L’épidémie causée par le coronavirus met le secteur des soins au premier plan. Soudain, tout le monde se rend compte que sans toutes les infirmières, médecins, employés des centres de soins et chercheurs, nous sommes complètement impuissants. Ce sont les prestataires et les établissements de soins qui, littéralement, maintiennent le pays en vie. Pourtant, c’est un secteur au sein duquel la Belgique fait des économies depuis des années. Les conséquences en sont physiquement mesurables dans l’architecture du type d’institutions de soins – hôpitaux, centres de résidence et de soins, instituts psychiatriques – construits ces dernières années. Des départements sont supprimés pour des raisons de rentabilité, des entités de petite taille disparaissent ou fusionnent avec d’autres, avec pour résultat des usines de soins toujours plus grandes et plus efficientes, où la dimension humaine se perd.

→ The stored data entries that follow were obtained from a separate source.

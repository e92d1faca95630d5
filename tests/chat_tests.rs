mod common;

use axum::body::Body;
use axum::http::{Request, StatusCode};
use common::{TestApp, authed, get, json_request, spawn_app};
use serde_json::{Value, json};
use shieldline::db::models::{LeadSource, Role};

async fn start(t: &TestApp, body: Value) -> (i64, String, Value) {
    let (status, started) = t
        .send(json_request("POST", "/api/chat/conversations", &body))
        .await;
    assert_eq!(status, StatusCode::CREATED, "{started}");
    let id = started["conversation_id"].as_i64().unwrap();
    let token = started["visitor_token"].as_str().unwrap().to_string();
    (id, token, started)
}

fn with_chat_token(mut req: Request<Body>, token: &str) -> Request<Body> {
    req.headers_mut()
        .insert("x-chat-token", token.parse().unwrap());
    req
}

#[tokio::test]
async fn anonymous_chat_opens_with_greeting() {
    let t = spawn_app().await;
    let (id, token, started) = start(&t, json!({})).await;

    let messages = started["messages"].as_array().unwrap();
    assert_eq!(messages.len(), 1);
    assert_eq!(messages[0]["sender"], "system");
    assert!(t.state.leads().all().await.unwrap().is_empty());

    let uri = format!("/api/chat/conversations/{id}/messages");
    let (status, posted) = t
        .send(with_chat_token(
            json_request("POST", &uri, &json!({"body": "Is my VPN config safe?"})),
            &token,
        ))
        .await;
    assert_eq!(status, StatusCode::CREATED);
    assert_eq!(posted["sender"], "visitor");

    let (status, history) = t.send(with_chat_token(get(&uri), &token)).await;
    assert_eq!(status, StatusCode::OK);
    assert_eq!(history.as_array().unwrap().len(), 2);
}

#[tokio::test]
async fn configured_greeting_is_used() {
    let t = spawn_app().await;
    let admin = t.staff_token("admin@example.com", Role::Admin).await;
    t.send(authed(
        json_request(
            "PUT",
            "/api/admin/settings",
            &json!({"settings": [{"key": "chat_greeting", "value": "Welcome to the SOC desk."}]}),
        ),
        &admin,
    ))
    .await;

    let (_, _, started) = start(&t, json!({"message": "hello"})).await;
    assert_eq!(started["messages"][0]["body"], "Welcome to the SOC desk.");
    assert_eq!(started["messages"][1]["body"], "hello");
}

#[tokio::test]
async fn visitor_token_guards_the_conversation() {
    let t = spawn_app().await;
    let (id, _token, _) = start(&t, json!({})).await;
    let uri = format!("/api/chat/conversations/{id}/messages");

    let (status, _) = t.send(get(&uri)).await;
    assert_eq!(status, StatusCode::UNAUTHORIZED);

    let (status, _) = t.send(with_chat_token(get(&uri), "guessed")).await;
    assert_eq!(status, StatusCode::UNAUTHORIZED);

    let (status, _) = t
        .send(with_chat_token(
            get("/api/chat/conversations/9999/messages"),
            "guessed",
        ))
        .await;
    assert_eq!(status, StatusCode::NOT_FOUND);
}

#[tokio::test]
async fn chat_with_email_becomes_a_lead() {
    let t = spawn_app().await;
    start(
        &t,
        json!({"name": "Mulder", "email": "Mulder@FBI.example", "message": "We were breached."}),
    )
    .await;

    let leads = t.state.leads().all().await.unwrap();
    assert_eq!(leads.len(), 1);
    assert_eq!(leads[0].source, LeadSource::Chat);
    assert_eq!(leads[0].email, "mulder@fbi.example");
    assert_eq!(t.mails.sent().len(), 1);
}

#[tokio::test]
async fn agent_reply_and_close() {
    let t = spawn_app().await;
    let agent = t.staff_token("agent@example.com", Role::Editor).await;
    let (id, token, _) = start(&t, json!({"message": "Need help"})).await;

    let (status, reply) = t
        .send(authed(
            json_request(
                "POST",
                &format!("/api/admin/chat/{id}/reply"),
                &json!({"body": "On it."}),
            ),
            &agent,
        ))
        .await;
    assert_eq!(status, StatusCode::CREATED);
    assert_eq!(reply["sender"], "agent");

    let (_, open) = t
        .send(authed(get("/api/admin/chat?status=open"), &agent))
        .await;
    assert_eq!(open["total"], 1);
    assert!(open["items"][0].get("visitor_token").is_none());

    let (status, closed) = t
        .send(authed(
            json_request("POST", &format!("/api/admin/chat/{id}/close"), &json!({})),
            &agent,
        ))
        .await;
    assert_eq!(status, StatusCode::OK);
    assert_eq!(closed["status"], "closed");

    let uri = format!("/api/chat/conversations/{id}/messages");
    let (status, _) = t
        .send(with_chat_token(
            json_request("POST", &uri, &json!({"body": "Hello?"})),
            &token,
        ))
        .await;
    assert_eq!(status, StatusCode::BAD_REQUEST);

    let (status, history) = t.send(with_chat_token(get(&uri), &token)).await;
    assert_eq!(status, StatusCode::OK);
    assert_eq!(history.as_array().unwrap().len(), 3);

    let (_, view) = t
        .send(authed(get(&format!("/api/admin/chat/{id}")), &agent))
        .await;
    assert_eq!(view["status"], "closed");
    assert_eq!(view["messages"].as_array().unwrap().len(), 3);
}

#[tokio::test]
async fn blank_message_is_rejected() {
    let t = spawn_app().await;
    let (id, token, _) = start(&t, json!({"message": "   "})).await;
    let uri = format!("/api/chat/conversations/{id}/messages");

    let (status, body) = t
        .send(with_chat_token(
            json_request("POST", &uri, &json!({"body": " \n\t "})),
            &token,
        ))
        .await;
    assert_eq!(status, StatusCode::BAD_REQUEST);
    assert_eq!(body["error"]["code"], "VALIDATION_ERROR");

    let (_, history) = t.send(with_chat_token(get(&uri), &token)).await;
    assert_eq!(history.as_array().unwrap().len(), 1);
}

Plus le séjour dans un établissement de soins est long, plus la dimension humaine compte, ainsi que le sentiment de sécurité qui va de pair. En cas de confinement ou si on est placé en quarantaine, la qualité de l’environnement spatial est encore plus importante. Nous n’aborderons donc pas, dans ce numéro, les nombreuses nouvelles infrastructures hospitalières de haute technologie qui voient le jour dans notre pays et qui s’avèrent une fois de plus vitales ; nous nous intéresserons aux petites structures pour séjours de longue durée, où les patients deviennent des résidents. Des établissements où les gens ne viennent pas tellement pour guérir, mais plutôt pour être accompagnés dans leur vie – et parfois leur fin de vie.